Dark humour from an exciting new novelist.

Fake Baby is a tender and funny exploration of the power of words, our perception of resilience and what it means to be real.

Nine Days.

One City.

Three Oddballs.

Stephen’s dead father is threatening to destroy the world. If Stephen commits the ultimate sacrifice and throws himself into the harbour, he will save humanity. The last thing he needs is a Jehovah’s Witness masquerading as a schoolboy and an admission to a mental health facility.
*
Jaanvi steals a life-like doll called James and cares for him as if he were her dead baby. Her husband demands she return him. But she and James have already bonded, and it’s nobody’s business how she decides to grieve.
*
Lucas, pharmacist and all-round nice guy, is having one of the worst weeks of his life. His employees forgot his birthday, his mother’s gone manic, and now his favourite customer is in hospital because of a medication error he made. Can he make things right? Or is life all downhill after forty?

'A darkly funny satire that's both moving and wise.' - Paula Morris

  • Published: 2 June 2020
  • ISBN: 9780143774648
  • Imprint: Penguin eBooks
  • Format: EBook
  • Pages: 304

About the author

Amy McDaid

Amy McDaid has a Master of Creative Writing (First Class Honours) and a Bachelor’s degree in English and History from the University of Auckland. The first draft of Fake Baby was awarded the Sir James Wallace Prize: New Zealand’s richest prize for a creative writing student. She works part-time as a Newborn Intensive Care Nurse and has work published in The Spinoff and Auckland University’s Three Lamps Journal. Her short story ‘Kowhai’ was shortlisted for the Katherine Mansfield Short Story Novice Award in 2008.

Praise for Fake Baby

I'm just blown away by this book . . . it was highly entertaining and it made me cry . . . it also made me giggle, it made me laugh and smile and I think her writing is so well put together, it's so beautiful, so I'm very excited by this book . . . ten out of ten, it's a cracker.

Louise Ward, Radio Kidnappers

Such a wry, dry-humoured book while navigating really intense insights into mental health and medical systems in New Zealand. I just really enjoyed it, I thought it was great . . . I just love reading comedy in New Zealand fiction and this is it. . . Great cover, great book.

Jenna Todd, Loose reads 98bFM

Through honing in on the details of these characters, she finds a beautiful profundity in these comparatively small, personal tragedies. McDaid writes of the “unloved life, of which one can die”, and all three characters have had their unloved lives. By the end of Fake Baby, she’s also shown us, with delicate detail and real generosity, the truth that even a small kindness, a silent memorandum of care and understanding, can lift someone up above the surface, even for just one more day. It’s those daily kindnesses that build up to a life loved, and finally, a life lived.

Sam Brooks, The Spinoff

There’s a ton of insight and authenticity here. . . . Did I mention it’s funny? That gets a giant tick for me. You can feel the author not quite able to resist her chafings, characters being rude about drivers using mobile phones, The Chaser, Facebook obsessives, grammar. I agreed entirely. The novel is fascinated with word play, and the text bubbles with references to random fascinations like spontaneous combustion and whether women in burkas wear nice lingerie. And there are splendid lines.

Mark Broatch, ANZL

Full of drama, fervent acts, eccentrics, and missed opportunities, Fake Baby would make a great film. Auckland encroaches on the characters as they move between the urban and the rural, between shops and cafes, beaches and lonely public toilets. This is a great, entertaining read, and in addition, it is a relief that not all lives operate at such a high level of constant jitter, where all seemed poised in their nerviness to topple over into another, even scarier, realm.

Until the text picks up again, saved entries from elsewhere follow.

//! Tradeguard Domain Layer
//!
//! Pure domain logic with zero I/O dependencies.
//! Contains the trade entity, the management ladder configuration and
//! progression state, emitted actions, and the R-multiple risk model.

#![warn(missing_docs)]
#![warn(clippy::all)]

// Public modules
pub mod actions;
pub mod entities;
pub mod management;
pub mod risk;
pub mod value_objects;

// Re-export commonly used types
pub use actions::{Action, ActionReason};
pub use entities::Trade;
pub use management::{TmParams, TmState};
pub use risk::{is_stop_hit, profit_in_r, risk_r, stop_from_entry};
pub use value_objects::{DomainError, OrderSide, Side, Symbol, TradeId};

Jessie Neilson, Otago Daily Times

The book is a tender and funny exploration of the power of words, our perception of resilience and what it means to be real.

Northland Age

This book may be her debut novel but, by the looks of things, it definitely won't be Amy McDaid's last. Telling a darkly humourous and twisted tale, Fake Baby focuses on three 'oddball' characters

Eastlife

Fake Baby is a snapshot, it starts at a random time and ends similarly, with characters mid-journey. It sounds like a depressing read, but although incredibly sad it is also very human, there is a glimmer of optimism running through it, and it is not without humour. I was intrigued by some of the elements in the book - I looked up ‘reborns’, they really are a thing – and well-portrayed is how easily our communities, both small and large, can be fractured, leaving us adrift and not feeling real anymore. A great read.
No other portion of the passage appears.